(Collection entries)
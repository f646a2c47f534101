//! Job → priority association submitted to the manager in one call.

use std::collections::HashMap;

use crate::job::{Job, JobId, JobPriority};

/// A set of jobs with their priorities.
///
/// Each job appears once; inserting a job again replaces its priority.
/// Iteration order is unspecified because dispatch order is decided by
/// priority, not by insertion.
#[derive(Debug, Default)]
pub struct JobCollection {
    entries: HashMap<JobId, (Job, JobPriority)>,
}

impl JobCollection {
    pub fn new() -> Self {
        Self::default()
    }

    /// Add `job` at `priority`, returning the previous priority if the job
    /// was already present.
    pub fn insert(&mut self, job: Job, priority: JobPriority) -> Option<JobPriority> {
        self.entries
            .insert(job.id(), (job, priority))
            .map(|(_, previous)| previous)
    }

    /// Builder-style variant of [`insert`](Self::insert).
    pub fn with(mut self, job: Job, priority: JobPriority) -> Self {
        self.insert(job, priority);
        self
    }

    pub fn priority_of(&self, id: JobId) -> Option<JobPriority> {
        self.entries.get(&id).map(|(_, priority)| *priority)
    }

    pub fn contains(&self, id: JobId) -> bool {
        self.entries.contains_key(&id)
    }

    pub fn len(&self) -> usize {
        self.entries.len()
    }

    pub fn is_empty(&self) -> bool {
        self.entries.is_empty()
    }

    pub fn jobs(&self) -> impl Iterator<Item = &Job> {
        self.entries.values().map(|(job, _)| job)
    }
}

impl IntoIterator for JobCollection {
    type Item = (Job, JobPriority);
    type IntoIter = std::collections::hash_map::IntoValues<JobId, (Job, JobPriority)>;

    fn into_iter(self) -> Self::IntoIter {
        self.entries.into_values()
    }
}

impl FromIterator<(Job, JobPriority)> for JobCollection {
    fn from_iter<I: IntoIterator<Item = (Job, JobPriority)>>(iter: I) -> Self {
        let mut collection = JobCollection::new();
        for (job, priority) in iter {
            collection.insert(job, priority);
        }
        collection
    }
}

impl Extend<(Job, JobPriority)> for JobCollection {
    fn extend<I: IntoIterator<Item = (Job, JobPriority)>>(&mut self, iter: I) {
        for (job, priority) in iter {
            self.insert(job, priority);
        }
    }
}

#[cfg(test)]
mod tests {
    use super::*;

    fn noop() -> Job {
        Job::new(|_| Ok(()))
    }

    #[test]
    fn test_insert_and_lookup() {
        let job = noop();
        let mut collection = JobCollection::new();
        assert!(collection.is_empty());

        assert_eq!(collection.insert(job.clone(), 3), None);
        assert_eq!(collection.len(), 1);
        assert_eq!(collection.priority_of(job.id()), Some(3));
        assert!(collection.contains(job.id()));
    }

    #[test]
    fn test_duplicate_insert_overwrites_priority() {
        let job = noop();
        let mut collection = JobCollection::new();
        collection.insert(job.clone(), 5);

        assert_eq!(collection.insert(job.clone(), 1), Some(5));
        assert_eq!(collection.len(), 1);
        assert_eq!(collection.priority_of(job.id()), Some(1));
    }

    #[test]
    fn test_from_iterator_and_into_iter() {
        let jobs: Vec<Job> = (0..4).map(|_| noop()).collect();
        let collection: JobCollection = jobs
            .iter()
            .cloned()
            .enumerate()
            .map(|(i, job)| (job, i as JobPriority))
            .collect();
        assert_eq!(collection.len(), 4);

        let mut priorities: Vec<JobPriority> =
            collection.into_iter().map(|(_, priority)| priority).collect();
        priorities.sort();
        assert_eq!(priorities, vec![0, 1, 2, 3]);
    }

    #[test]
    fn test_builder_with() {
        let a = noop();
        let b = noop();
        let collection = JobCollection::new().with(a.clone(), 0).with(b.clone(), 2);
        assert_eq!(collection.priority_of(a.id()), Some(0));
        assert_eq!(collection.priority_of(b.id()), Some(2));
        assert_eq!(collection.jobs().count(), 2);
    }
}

→ **EXERCISE PROMPT**
The records above need to be retyped in full, exactly as given.

→ **WRITTEN ANSWER**
repository f646a2c47f534101
//! Job → priority association submitted to the manager in one call.

use std::collections::HashMap;

use crate::job::{Job, JobId, JobPriority};

/// A set of jobs with their priorities.
///
/// Each job appears once; inserting a job again replaces its priority.
/// Iteration order is unspecified because dispatch order is decided by
/// priority, not by insertion.
#[derive(Debug, Default)]
pub struct JobCollection {
    entries: HashMap<JobId, (Job, JobPriority)>,
}

impl JobCollection {
    pub fn new() -> Self {
        Self::default()
    }

    /// Add `job` at `priority`, returning the previous priority if the job
    /// was already present.
    pub fn insert(&mut self, job: Job, priority: JobPriority) -> Option<JobPriority> {
        self.entries
            .insert(job.id(), (job, priority))
            .map(|(_, previous)| previous)
    }

    /// Builder-style variant of [`insert`](Self::insert).
    pub fn with(mut self, job: Job, priority: JobPriority) -> Self {
        self.insert(job, priority);
        self
    }

    pub fn priority_of(&self, id: JobId) -> Option<JobPriority> {
        self.entries.get(&id).map(|(_, priority)| *priority)
    }

    pub fn contains(&self, id: JobId) -> bool {
        self.entries.contains_key(&id)
    }

    pub fn len(&self) -> usize {
        self.entries.len()
    }

    pub fn is_empty(&self) -> bool {
        self.entries.is_empty()
    }

    pub fn jobs(&self) -> impl Iterator<Item = &Job> {
        self.entries.values().map(|(job, _)| job)
    }
}

impl IntoIterator for JobCollection {
    type Item = (Job, JobPriority);
    type IntoIter = std::collections::hash_map::IntoValues<JobId, (Job, JobPriority)>;

    fn into_iter(self) -> Self::IntoIter {
        self.entries.into_values()
    }
}

impl FromIterator<(Job, JobPriority)> for JobCollection {
    fn from_iter<I: IntoIterator<Item = (Job, JobPriority)>>(iter: I) -> Self {
        let mut collection = JobCollection::new();
        for (job, priority) in iter {
            collection.insert(job, priority);
        }
        collection
    }
}

impl Extend<(Job, JobPriority)> for JobCollection {
    fn extend<I: IntoIterator<Item = (Job, JobPriority)>>(&mut self, iter: I) {
        for (job, priority) in iter {
            self.insert(job, priority);
        }
    }
}

#[cfg(test)]
mod tests {
    use super::*;

    fn noop() -> Job {
        Job::new(|_| Ok(()))
    }

    #[test]
    fn test_insert_and_lookup() {
        let job = noop();
        let mut collection = JobCollection::new();
        assert!(collection.is_empty());

        assert_eq!(collection.insert(job.clone(), 3), None);
        assert_eq!(collection.len(), 1);
        assert_eq!(collection.priority_of(job.id()), Some(3));
        assert!(collection.contains(job.id()));
    }

    #[test]
    fn test_duplicate_insert_overwrites_priority() {
        let job = noop();
        let mut collection = JobCollection::new();
        collection.insert(job.clone(), 5);

        assert_eq!(collection.insert(job.clone(), 1), Some(5));
        assert_eq!(collection.len(), 1);
        assert_eq!(collection.priority_of(job.id()), Some(1));
    }

    #[test]
    fn test_from_iterator_and_into_iter() {
        let jobs: Vec<Job> = (0..4).map(|_| noop()).collect();
        let collection: JobCollection = jobs
            .iter()
            .cloned()
            .enumerate()
            .map(|(i, job)| (job, i as JobPriority))
            .collect();
        assert_eq!(collection.len(), 4);

        let mut priorities: Vec<JobPriority> =
            collection.into_iter().map(|(_, priority)| priority).collect();
        priorities.sort();
        assert_eq!(priorities, vec![0, 1, 2, 3]);
    }

    #[test]
    fn test_builder_with() {
        let a = noop();
        let b = noop();
        let collection = JobCollection::new().with(a.clone(), 0).with(b.clone(), 2);
        assert_eq!(collection.priority_of(a.id()), Some(0));
        assert_eq!(collection.priority_of(b.id()), Some(2));
        assert_eq!(collection.jobs().count(), 2);
    }
}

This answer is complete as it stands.